O MAL DA MORTE NO PESSIMISMO: CONSIDERAÇÕES A PARTIR DE ARTHUR SCHOPENHAUER E DAVID BENATAR

Authors

  • Felipe Dossena Mestrando em Ética e Filosofia Política na Universidade Federal de Santa Catarina (UFSC)

DOI:

https://doi.org/10.36311/1984-8900.2023.v15n39.p152-166

Keywords:

Pessimismo, Morte, Mal da morte, Schopenhauer, Benatar

Abstract

In this paper I address the possibility of compatibility between philosophical pessimism and the claim that death is an evil for the one who dies. By philosophical pessimism, I mean the philosophical doctrine that maintains as its fundamental thesis that non-existence is preferable to existence, so that pessimism is taken as the philosophy that life is not worth living. By the evil of death, I am referring to the understanding of death as a harm to the one who dies, whose assumption in different contemporary accounts is that death is only an evil if continuing to exist is preferable to ceasing to exist. Thus, the problem discussed is the apparent incompatibility between the thesis that non-existence is preferable to existence and the thesis that continuing to exist is preferable to ceasing to exist. I aim to show that this (in)compatibility depends on the way we base philosophical pessimism.

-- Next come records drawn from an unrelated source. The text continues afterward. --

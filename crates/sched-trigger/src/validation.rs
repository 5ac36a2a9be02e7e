//! Field validation for Targets and Schedules: URLs (with SSRF-aware
//! checks), timezones, and cron expressions.

/// Validate a URL for safety: must be absolute http(s) and must not target
/// private/internal networks.
///
/// Blocks:
/// - Non-http(s) schemes (file://, ftp://, etc.)
/// - Loopback addresses (127.0.0.0/8, ::1)
/// - Private networks (10/8, 172.16/12, 192.168/16)
/// - Link-local addresses (169.254/16 — includes cloud metadata endpoints)
/// - Known metadata hostnames (metadata.google.internal)
/// - Userinfo in URLs (http://evil@internal tricks)
pub fn validate_url(url: &str) -> Result<(), String> {
    use std::net::{Ipv4Addr, Ipv6Addr};

    let lower = url.to_ascii_lowercase();

    let after_scheme = if let Some(r) = lower.strip_prefix("https://") {
        r
    } else if let Some(r) = lower.strip_prefix("http://") {
        r
    } else {
        return Err("URL must use http or https scheme".into());
    };

    let after_userinfo = match after_scheme.split_once('@') {
        Some((_, rest)) => rest,
        None => after_scheme,
    };

    let authority = after_userinfo.split('/').next().unwrap_or("");

    let host = if authority.starts_with('[') {
        authority.split(']').next().unwrap_or("").trim_start_matches('[')
    } else {
        authority.split(':').next().unwrap_or("")
    };

    if host.is_empty() {
        return Err("URL has empty host".into());
    }

    if host == "localhost" || host.ends_with(".localhost") || host == "metadata.google.internal" {
        return Err(format!("URL must not target internal host: {host}"));
    }

    if let Ok(ip) = host.parse::<Ipv4Addr>() {
        if ip.is_loopback() || ip.is_private() || ip.is_link_local() || ip.is_unspecified() || ip.is_broadcast() {
            return Err(format!("URL must not target private/internal IP: {ip}"));
        }
    }

    if let Ok(ip) = host.parse::<Ipv6Addr>() {
        if ip.is_loopback() || ip.is_unspecified() {
            return Err(format!("URL must not target private/internal IPv6: {ip}"));
        }
        let segs = ip.segments();
        if segs[..6] == [0, 0, 0, 0, 0, 0xffff] {
            let mapped = Ipv4Addr::new((segs[6] >> 8) as u8, segs[6] as u8, (segs[7] >> 8) as u8, segs[7] as u8);
            if mapped.is_loopback() || mapped.is_private() || mapped.is_link_local() || mapped.is_unspecified() {
                return Err(format!("URL must not target private/internal IP: {mapped}"));
            }
        }
    }

    Ok(())
}

/// Validate an IANA timezone string.
pub fn validate_timezone(tz: &str) -> Result<(), String> {
    if tz.parse::<chrono_tz::Tz>().is_err() {
        Err(format!("invalid timezone: '{tz}' — use IANA names like 'Asia/Kolkata' or 'UTC'"))
    } else {
        Ok(())
    }
}

/// Validate a 5-field cron expression.
pub fn validate_cron(cron: &str) -> Result<(), String> {
    let fields: Vec<&str> = cron.split_whitespace().collect();
    if fields.len() != 5 {
        return Err(format!("expected 5 fields (minute hour dom month dow), got {}", fields.len()));
    }
    let names = ["minute", "hour", "day-of-month", "month", "day-of-week"];
    let ranges: [(u32, u32); 5] = [(0, 59), (0, 23), (1, 31), (1, 12), (0, 6)];

    for (i, field) in fields.iter().enumerate() {
        validate_cron_field(field, names[i], ranges[i].0, ranges[i].1)?;
    }
    Ok(())
}

fn validate_cron_field(field: &str, name: &str, min: u32, max: u32) -> Result<(), String> {
    if field == "*" {
        return Ok(());
    }
    if let Some(step) = field.strip_prefix("*/") {
        let n: u32 = step.parse().map_err(|_| format!("{name}: invalid step '*/{step}' — expected a number"))?;
        if n == 0 || n > max {
            return Err(format!("{name}: step {n} out of range 1..={max}"));
        }
        return Ok(());
    }
    for part in field.split(',') {
        if let Some((start_s, end_s)) = part.split_once('-') {
            let start: u32 = start_s.parse().map_err(|_| format!("{name}: invalid range start '{start_s}'"))?;
            let end: u32 = end_s.parse().map_err(|_| format!("{name}: invalid range end '{end_s}'"))?;
            if start < min || start > max || end < min || end > max {
                return Err(format!("{name}: range {start}-{end} out of bounds {min}..={max}"));
            }
            if start > end {
                return Err(format!("{name}: range start {start} > end {end}"));
            }
        } else {
            let n: u32 = part.parse().map_err(|_| format!("{name}: invalid value '{part}'"))?;
            if n < min || n > max {
                return Err(format!("{name}: value {n} out of range {min}..={max}"));
            }
        }
    }
    Ok(())
}

/// Validate the type-tag/field pairing invariant: exactly one of
/// `interval_seconds` / `cron_expression` is set, matching `schedule_type`;
/// at most one of `duration_seconds` / `max_runs` is set.
pub fn validate_schedule_fields(
    schedule_type: sched_domain::ScheduleType,
    interval_seconds: Option<u32>,
    cron_expression: Option<&str>,
    duration_seconds: Option<u64>,
    max_runs: Option<u64>,
) -> Result<(), String> {
    use sched_domain::ScheduleType;

    match schedule_type {
        ScheduleType::Interval => {
            if interval_seconds.is_none() {
                return Err("interval_seconds is required when schedule_type=interval".into());
            }
            if cron_expression.is_some() {
                return Err("cron_expression must not be set when schedule_type=interval".into());
            }
            if interval_seconds == Some(0) {
                return Err("interval_seconds must be positive".into());
            }
        }
        ScheduleType::Cron => {
            if cron_expression.is_none() {
                return Err("cron_expression is required when schedule_type=cron".into());
            }
            if interval_seconds.is_some() {
                return Err("interval_seconds must not be set when schedule_type=cron".into());
            }
            if let Some(cron) = cron_expression {
                validate_cron(cron)?;
            }
        }
    }

    if duration_seconds.is_some() && max_runs.is_some() {
        return Err("at most one of duration_seconds / max_runs may be set".into());
    }
    if duration_seconds == Some(0) {
        return Err("duration_seconds must be positive".into());
    }
    if max_runs == Some(0) {
        return Err("max_runs must be positive".into());
    }

    Ok(())
}

#[cfg(test)]
mod tests {
    use super::*;
    use sched_domain::ScheduleType;

    #[test]
    fn validate_cron_accepts_valid() {
        assert!(validate_cron("0 * * * *").is_ok());
        assert!(validate_cron("*/5 9-17 * * 1-5").is_ok());
    }

    #[test]
    fn validate_cron_rejects_invalid() {
        assert!(validate_cron("* * *").is_err());
        assert!(validate_cron("60 * * * *").is_err());
        assert!(validate_cron("*/0 * * * *").is_err());
    }

    #[test]
    fn validate_url_accepts_valid() {
        assert!(validate_url("https://example.com/hook").is_ok());
        assert!(validate_url("https://8.8.8.8/dns").is_ok());
    }

    #[test]
    fn validate_url_rejects_private_and_loopback() {
        assert!(validate_url("http://127.0.0.1").is_err());
        assert!(validate_url("http://10.0.0.1").is_err());
        assert!(validate_url("http://169.254.169.254/latest/meta-data/").is_err());
        assert!(validate_url("http://[::1]").is_err());
        assert!(validate_url("http://localhost:3000").is_err());
        assert!(validate_url("ftp://example.com").is_err());
    }

    #[test]
    fn validate_timezone_rejects_invalid() {
        assert!(validate_timezone("Not/Real").is_err());
        assert!(validate_timezone("Asia/Kolkata").is_ok());
    }

    #[test]
    fn schedule_fields_interval_requires_interval_seconds() {
        let err = validate_schedule_fields(ScheduleType::Interval, None, None, None, None);
        assert!(err.is_err(), "interval schedule without interval_seconds must be rejected");
    }

    #[test]
    fn schedule_fields_cron_requires_cron_expression() {
        let err = validate_schedule_fields(ScheduleType::Cron, None, None, None, None);
        assert!(err.is_err());
    }

    #[test]
    fn schedule_fields_rejects_both_window_kinds() {
        let err = validate_schedule_fields(ScheduleType::Interval, Some(10), None, Some(60), Some(5));
        assert!(err.is_err());
    }

    #[test]
    fn schedule_fields_accepts_valid_interval() {
        assert!(validate_schedule_fields(ScheduleType::Interval, Some(10), None, Some(60), None).is_ok());
    }

    #[test]
    fn schedule_fields_accepts_valid_cron() {
        assert!(validate_schedule_fields(ScheduleType::Cron, None, Some("*/5 * * * *"), None, Some(5)).is_ok());
    }

    #[test]
    fn schedule_fields_rejects_mismatched_tag() {
        assert!(validate_schedule_fields(ScheduleType::Interval, Some(10), Some("* * * * *"), None, None).is_err());
        assert!(validate_schedule_fields(ScheduleType::Cron, Some(10), Some("* * * * *"), None, None).is_err());
    }
}
mod api;
mod state;

use std::path::{Path, PathBuf};
use std::sync::Arc;

use anyhow::Context;
use tower_http::trace::TraceLayer;
use tracing_subscriber::EnvFilter;

use sched_domain::config::ConfigSeverity;
use sched_domain::{Config, SystemClock};
use sched_executor::{Executor, ExecutorConfig};
use sched_scheduler::Scheduler;
use sched_store::Store;

use crate::state::AppState;

#[tokio::main]
async fn main() -> anyhow::Result<()> {
    init_tracing();

    let config_path = std::env::var("SCHED_CONFIG").unwrap_or_else(|_| "config.toml".to_string());
    let config = Config::load(Path::new(&config_path)).context("loading configuration")?;
    run_server(Arc::new(config)).await
}

/// Initialize structured JSON tracing.
fn init_tracing() {
    tracing_subscriber::fmt()
        .with_env_filter(
            EnvFilter::try_from_default_env().unwrap_or_else(|_| EnvFilter::new("info,sched_service=debug")),
        )
        .json()
        .init();
}

async fn run_server(config: Arc<Config>) -> anyhow::Result<()> {
    tracing::info!("scheduling engine starting");

    // ── Config validation ────────────────────────────────────────────
    let issues = config.validate();
    for issue in &issues {
        match issue.severity {
            ConfigSeverity::Warning => tracing::warn!("config: {issue}"),
            ConfigSeverity::Error => tracing::error!("config: {issue}"),
        }
    }
    if issues.iter().any(|i| i.severity == ConfigSeverity::Error) {
        anyhow::bail!(
            "config validation failed with {} error(s)",
            issues.iter().filter(|i| i.severity == ConfigSeverity::Error).count()
        );
    }

    let tz: chrono_tz::Tz = config
        .timezone
        .parse()
        .unwrap_or(chrono_tz::Asia::Kolkata);

    // ── Store ────────────────────────────────────────────────────────
    let store = Arc::new(Store::new(store_dir(&config.database_url)));
    tracing::info!(database_url = %config.database_url, "store ready");

    // ── Clock ────────────────────────────────────────────────────────
    let clock: Arc<dyn sched_domain::Clock> = Arc::new(SystemClock);

    // ── Executor ─────────────────────────────────────────────────────
    let executor = Arc::new(Executor::new(store.clone(), clock.clone(), ExecutorConfig::from(&*config)));
    tracing::info!(
        max_retries = config.max_retries,
        max_concurrent_jobs = config.max_concurrent_jobs,
        "executor ready"
    );

    // ── Scheduler ────────────────────────────────────────────────────
    let misfire_grace = chrono::Duration::seconds(config.job_misfire_grace_seconds.max(0));
    let scheduler = Scheduler::spawn(store.clone(), executor.clone(), clock.clone(), tz, misfire_grace);
    tracing::info!(timezone = %config.timezone, "scheduler ready");

    // ── Recovery — runs before the API layer begins serving ──────────
    let report = sched_recovery::recover(&store, &scheduler, &clock).await;
    tracing::info!(
        orphaned_runs = report.orphaned_runs.len(),
        rearmed_schedules = report.rearmed_schedules.len(),
        completed_schedules = report.completed_schedules.len(),
        "recovery complete, serving traffic"
    );

    let state = AppState {
        config: config.clone(),
        store,
        scheduler,
        tz,
    };

    let app = api::router().with_state(state).layer(TraceLayer::new_for_http());

    // ── Bind ─────────────────────────────────────────────────────────
    let listener = tokio::net::TcpListener::bind(&config.listen_addr)
        .await
        .with_context(|| format!("binding to {}", config.listen_addr))?;

    tracing::info!(addr = %config.listen_addr, "scheduling engine listening");

    axum::serve(listener, app).await.context("axum server error")?;

    Ok(())
}

/// Resolve the on-disk directory backing the store from `database_url`.
/// A `memory://<name>` URL (the default) maps to a working-directory-local
/// `data/<name>` folder; any other value is treated as a filesystem path.
fn store_dir(database_url: &str) -> PathBuf {
    match database_url.strip_prefix("memory://") {
        Some(name) => PathBuf::from("data").join(name),
        None => PathBuf::from(database_url),
    }
}
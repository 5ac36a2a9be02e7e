//! Error classification — maps a failed `reqwest` send, or a completed
//! response's status code, onto the timeout/dns/connection/ssl/http_4xx/
//! http_5xx/unknown split the Executor's retry decision needs.

use sched_domain::ErrorClass;

/// Classify a transport-level failure (the request never got a response).
///
/// `reqwest` doesn't expose a dedicated "is_dns" / "is_tls" probe — DNS and
/// TLS failures both surface as `is_connect() == true` with the specifics
/// buried in the source chain's `Display` text. We walk the chain looking
/// for the usual substrings (`"dns error"`, `"failed to lookup"` for DNS;
/// `"certificate"`, `"tls"`, `"ssl"` for TLS) before falling back to the
/// generic `connection` class.
pub fn classify_transport_error(err: &reqwest::Error) -> (ErrorClass, String) {
    let message = describe_error(err);

    if err.is_timeout() {
        return (ErrorClass::Timeout, message);
    }

    if err.is_connect() || err.is_request() {
        let lower = message.to_ascii_lowercase();
        if lower.contains("dns") || lower.contains("lookup") || lower.contains("resolve") || lower.contains("no such host") {
            return (ErrorClass::Dns, message);
        }
        if lower.contains("certificate") || lower.contains("tls") || lower.contains("ssl") || lower.contains("handshake") {
            return (ErrorClass::Ssl, message);
        }
        return (ErrorClass::Connection, message);
    }

    (ErrorClass::Unknown, message)
}

/// Classify a completed HTTP response by status code.
pub fn classify_status(status: reqwest::StatusCode) -> ErrorClass {
    if status.is_success() || status.is_redirection() {
        ErrorClass::None
    } else if status.is_client_error() {
        ErrorClass::Http4xx
    } else if status.is_server_error() {
        ErrorClass::Http5xx
    } else {
        ErrorClass::Unknown
    }
}

/// Flatten a `reqwest::Error`'s source chain into one readable message —
/// the top-level `Display` is often just "error sending request for url
/// (...)", with the actual cause one or two `source()` hops down.
fn describe_error(err: &reqwest::Error) -> String {
    let mut parts = vec![err.to_string()];
    let mut cause = std::error::Error::source(err);
    while let Some(e) = cause {
        parts.push(e.to_string());
        cause = e.source();
    }
    parts.join(": ")
}
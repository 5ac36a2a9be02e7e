//! Core data model — Target, Schedule, Run, Attempt.

use std::collections::HashMap;

use chrono::{DateTime, Utc};
use serde::{Deserialize, Serialize};
use uuid::Uuid;

// ━━━━━━━━━━━━━━━━━━━━━━━━━━━━━━━━━━━━━━━━━━━━━━━━━━━━━━━━━━━━━━━━━━
// Target
// ━━━━━━━━━━━━━━━━━━━━━━━━━━━━━━━━━━━━━━━━━━━━━━━━━━━━━━━━━━━━━━━━━━

#[derive(Clone, Copy, Debug, Serialize, Deserialize, PartialEq, Eq)]
#[serde(rename_all = "UPPERCASE")]
pub enum HttpMethod {
    Get,
    Post,
    Put,
    Patch,
    Delete,
    Head,
}

impl HttpMethod {
    pub fn as_str(&self) -> &'static str {
        match self {
            HttpMethod::Get => "GET",
            HttpMethod::Post => "POST",
            HttpMethod::Put => "PUT",
            HttpMethod::Patch => "PATCH",
            HttpMethod::Delete => "DELETE",
            HttpMethod::Head => "HEAD",
        }
    }
}

/// A declared outbound HTTP endpoint.
#[derive(Clone, Debug, Serialize, Deserialize)]
pub struct Target {
    pub id: Uuid,
    pub name: String,
    pub url: String,
    pub method: HttpMethod,
    #[serde(default)]
    pub headers: HashMap<String, String>,
    #[serde(default)]
    pub body_template: Option<String>,
    pub timeout_seconds: u32,
    pub created_at: DateTime<Utc>,
    pub updated_at: DateTime<Utc>,
}

// ━━━━━━━━━━━━━━━━━━━━━━━━━━━━━━━━━━━━━━━━━━━━━━━━━━━━━━━━━━━━━━━━━━
// Schedule
// ━━━━━━━━━━━━━━━━━━━━━━━━━━━━━━━━━━━━━━━━━━━━━━━━━━━━━━━━━━━━━━━━━━

#[derive(Clone, Copy, Debug, Serialize, Deserialize, PartialEq, Eq)]
#[serde(rename_all = "snake_case")]
pub enum ScheduleStatus {
    Active,
    Paused,
    Completed,
}

/// Timing rule, tagged by `schedule_type`. Exactly one of `interval_seconds`
/// / `cron_expression` is set, matching the tag — enforced at construction
/// time by `sched_trigger::validate_schedule_fields`, not by the type
/// itself, so the persisted shape stays a flat struct (serde-friendly,
/// matches how the rest of the record is stored).
#[derive(Clone, Copy, Debug, Serialize, Deserialize, PartialEq, Eq)]
#[serde(rename_all = "snake_case")]
pub enum ScheduleType {
    Interval,
    Cron,
}

#[derive(Clone, Debug, Serialize, Deserialize)]
pub struct Schedule {
    pub id: Uuid,
    pub name: String,
    pub target_id: Uuid,
    pub schedule_type: ScheduleType,
    #[serde(default)]
    pub interval_seconds: Option<u32>,
    #[serde(default)]
    pub cron_expression: Option<String>,
    pub start_at: DateTime<Utc>,
    #[serde(default)]
    pub duration_seconds: Option<u64>,
    #[serde(default)]
    pub max_runs: Option<u64>,
    pub status: ScheduleStatus,
    #[serde(default)]
    pub runs_count: u64,
    #[serde(default)]
    pub next_run_at: Option<DateTime<Utc>>,
    /// Consecutive failed Runs since the last success; reset to 0 on any
    /// success. Read-only observability surface, not part of the
    /// pause/resume/window state machine.
    #[serde(default)]
    pub consecutive_failures: u32,
    #[serde(default)]
    pub last_error: Option<String>,
    #[serde(default)]
    pub last_error_at: Option<DateTime<Utc>>,
    pub created_at: DateTime<Utc>,
    pub updated_at: DateTime<Utc>,
}

impl Schedule {
    /// Has the bounded-duration window elapsed as of `now`?
    pub fn duration_expired(&self, now: DateTime<Utc>) -> bool {
        match self.duration_seconds {
            Some(secs) => now >= self.start_at + chrono::Duration::seconds(secs as i64),
            None => false,
        }
    }

    /// Has the bounded-count window been exhausted?
    pub fn max_runs_reached(&self) -> bool {
        match self.max_runs {
            Some(n) => self.runs_count >= n,
            None => false,
        }
    }

    pub fn window_closed(&self, now: DateTime<Utc>) -> bool {
        self.duration_expired(now) || self.max_runs_reached()
    }
}

// ━━━━━━━━━━━━━━━━━━━━━━━━━━━━━━━━━━━━━━━━━━━━━━━━━━━━━━━━━━━━━━━━━━
// Run
// ━━━━━━━━━━━━━━━━━━━━━━━━━━━━━━━━━━━━━━━━━━━━━━━━━━━━━━━━━━━━━━━━━━

#[derive(Clone, Copy, Debug, Serialize, Deserialize, PartialEq, Eq)]
#[serde(rename_all = "snake_case")]
pub enum RunStatus {
    Pending,
    Running,
    Succeeded,
    Failed,
}

impl RunStatus {
    pub fn is_terminal(&self) -> bool {
        matches!(self, RunStatus::Succeeded | RunStatus::Failed)
    }
}

#[derive(Clone, Debug, Serialize, Deserialize)]
pub struct Run {
    pub id: Uuid,
    pub schedule_id: Uuid,
    pub target_id: Uuid,
    pub scheduled_at: DateTime<Utc>,
    #[serde(default)]
    pub started_at: Option<DateTime<Utc>>,
    #[serde(default)]
    pub completed_at: Option<DateTime<Utc>>,
    pub status: RunStatus,
    pub idempotency_key: String,
    #[serde(default)]
    pub attempt_count: u32,
    #[serde(default)]
    pub final_error: Option<String>,
}

/// Build the idempotency key for a (schedule, firing instant) pair. Floors
/// to the second before formatting, so the key stays stable no matter how
/// many times the same nominal firing is recomputed.
pub fn idempotency_key(schedule_id: &Uuid, scheduled_at: DateTime<Utc>) -> String {
    format!("{}:{}", schedule_id, scheduled_at.timestamp())
}

// ━━━━━━━━━━━━━━━━━━━━━━━━━━━━━━━━━━━━━━━━━━━━━━━━━━━━━━━━━━━━━━━━━━
// Attempt
// ━━━━━━━━━━━━━━━━━━━━━━━━━━━━━━━━━━━━━━━━━━━━━━━━━━━━━━━━━━━━━━━━━━

#[derive(Clone, Copy, Debug, Serialize, Deserialize, PartialEq, Eq)]
#[serde(rename_all = "snake_case")]
pub enum ErrorClass {
    None,
    Timeout,
    Dns,
    Connection,
    Ssl,
    Http4xx,
    Http5xx,
    Unknown,
}

impl ErrorClass {
    /// Whether an attempt classified this way should be retried (subject
    /// to the retry budget still being available).
    pub fn is_retriable(&self) -> bool {
        !matches!(self, ErrorClass::Http4xx | ErrorClass::None)
    }

    pub fn is_terminal_success(&self) -> bool {
        matches!(self, ErrorClass::None)
    }
}

pub const TRUNCATED_SUFFIX: &str = "…[truncated]";
pub const MAX_RESPONSE_BODY_BYTES: usize = 100 * 1024;

/// Truncate a response body to at most `MAX_RESPONSE_BODY_BYTES`, appending
/// the truncation sentinel when truncation occurred. Truncates on a char
/// boundary so the sentinel never gets appended mid-UTF-8-sequence.
pub fn truncate_body(body: &str) -> String {
    if body.len() <= MAX_RESPONSE_BODY_BYTES {
        return body.to_string();
    }
    let budget = MAX_RESPONSE_BODY_BYTES - TRUNCATED_SUFFIX.len();
    let mut end = budget;
    while end > 0 && !body.is_char_boundary(end) {
        end -= 1;
    }
    format!("{}{}", &body[..end], TRUNCATED_SUFFIX)
}

#[derive(Clone, Debug, Serialize, Deserialize)]
pub struct Attempt {
    pub id: Uuid,
    pub run_id: Uuid,
    pub attempt_number: u32,
    pub request_url: String,
    pub request_method: String,
    pub request_headers: HashMap<String, String>,
    #[serde(default)]
    pub request_body: Option<String>,
    #[serde(default)]
    pub response_status: Option<u16>,
    #[serde(default)]
    pub response_headers: HashMap<String, String>,
    #[serde(default)]
    pub response_body: Option<String>,
    pub error_class: ErrorClass,
    #[serde(default)]
    pub error_message: Option<String>,
    pub duration_ms: u64,
    pub started_at: DateTime<Utc>,
    pub completed_at: DateTime<Utc>,
}
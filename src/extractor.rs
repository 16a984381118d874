use once_cell::sync::Lazy;
use regex::Regex;
use scraper::Html;
use url::Url;

use crate::error::{AppError, Result};

/// Only this many leading characters of page text are sent for summarization.
pub const MAX_PROMPT_CHARS: usize = 8000;

static STYLE_RE: Lazy<Regex> =
    Lazy::new(|| Regex::new(r"(?is)<style[^>]*>.*?</style>").expect("Failed to compile style regex"));

static SCRIPT_RE: Lazy<Regex> =
    Lazy::new(|| Regex::new(r"(?is)<script[^>]*>.*?</script>").expect("Failed to compile script regex"));

static TAG_RE: Lazy<Regex> =
    Lazy::new(|| Regex::new(r"<[^>]+>").expect("Failed to compile tag regex"));

static TAG_NAME_RE: Lazy<Regex> = Lazy::new(|| {
    Regex::new(r"<(/?)([a-zA-Z][a-zA-Z0-9]*)[^>]*?(/?)>").expect("Failed to compile tag name regex")
});

/// Deeper documents skip readability, whose DOM walk recurses per level.
pub const MAX_READABLE_DEPTH: usize = 256;

/// Elements that never hold children or are routinely left unclosed.
const NON_NESTING_TAGS: &[&str] = &[
    "area", "base", "br", "col", "embed", "hr", "img", "input", "link", "meta", "source",
    "track", "wbr", "p", "li", "dt", "dd", "tr", "td", "th", "option",
];

/// Turns a fetched page into normalized plain text ready for a prompt.
///
/// Readability-style article extraction runs first; when it finds nothing the
/// raw document is tag-stripped instead. The result is never empty and is cut
/// to [`MAX_PROMPT_CHARS`].
pub fn extract_text(html: &str, url: &Url) -> Result<String> {
    let readable = if nesting_exceeds(html, MAX_READABLE_DEPTH) {
        tracing::warn!(%url, max_depth = MAX_READABLE_DEPTH, "markup nested too deeply for article extraction");
        None
    } else {
        readable_text(html, url)?
    };

    let text = match readable {
        Some(text) => text,
        None => {
            tracing::debug!(%url, "no article content found, stripping raw markup");
            strip_markup(html)
        }
    };

    if text.is_empty() {
        return Err(AppError::NoExtractableContent);
    }

    Ok(truncate_chars(&text, MAX_PROMPT_CHARS))
}

/// Runs [`extract_text`] on the blocking pool so parsing never stalls a
/// runtime worker. A panic during extraction becomes `ExtractionProcessing`.
pub async fn extract_text_blocking(html: String, url: Url) -> Result<String> {
    off_runtime(move || extract_text(&html, &url)).await
}

async fn off_runtime<F>(job: F) -> Result<String>
where
    F: FnOnce() -> Result<String> + Send + 'static,
{
    tokio::task::spawn_blocking(job).await.map_err(|e| {
        tracing::error!(error = %e, "content extraction aborted");
        AppError::ExtractionProcessing(e.to_string())
    })?
}

/// Linear scan estimating element depth from open/close tags.
fn nesting_exceeds(html: &str, max_depth: usize) -> bool {
    let mut depth = 0usize;
    for caps in TAG_NAME_RE.captures_iter(html) {
        let name = caps[2].to_ascii_lowercase();
        if NON_NESTING_TAGS.contains(&name.as_str()) || !caps[3].is_empty() {
            continue;
        }
        if caps[1].is_empty() {
            depth += 1;
            if depth > max_depth {
                return true;
            }
        } else {
            depth = depth.saturating_sub(1);
        }
    }
    false
}

fn readable_text(html: &str, url: &Url) -> Result<Option<String>> {
    let product = readability::extractor::extract(&mut html.as_bytes(), url)
        .map_err(|e| AppError::ExtractionProcessing(format!("{:?}", e)))?;

    if product.content.trim().is_empty() {
        return Ok(None);
    }

    let text = markup_to_text(&product.content);
    Ok(Some(text).filter(|text| !text.is_empty()))
}

fn markup_to_text(fragment: &str) -> String {
    let document = Html::parse_fragment(fragment);
    let text = document
        .root_element()
        .descendants()
        .filter_map(|node| {
            let text = node.value().as_text()?;
            let parent = node.parent().and_then(|p| p.value().as_element().map(|e| e.name()));
            match parent {
                Some("script") | Some("style") => None,
                _ => Some(&**text),
            }
        })
        .collect::<Vec<_>>()
        .join(" ");
    collapse_whitespace(&text)
}

/// Fallback path: drops `<style>`/`<script>` blocks with their contents, then
/// every remaining tag.
pub fn strip_markup(html: &str) -> String {
    let without_styles = STYLE_RE.replace_all(html, "");
    let without_scripts = SCRIPT_RE.replace_all(&without_styles, "");
    let without_tags = TAG_RE.replace_all(&without_scripts, " ");
    collapse_whitespace(&without_tags)
}

fn collapse_whitespace(text: &str) -> String {
    text.split_whitespace().collect::<Vec<_>>().join(" ")
}

pub fn truncate_chars(text: &str, max: usize) -> String {
    text.chars().take(max).collect()
}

In order to do so, I examine two arguments for philosophical pessimism and their implications for the evil of death: Arthur Schopenhauer's a priori argument and David Benatar's asymmetry argument.  I conclude that the former argument leads us to the conclusion that death is not an evil, but the latter argument reconciles philosophical pessimism and the claim that death is an evil for the one who dies.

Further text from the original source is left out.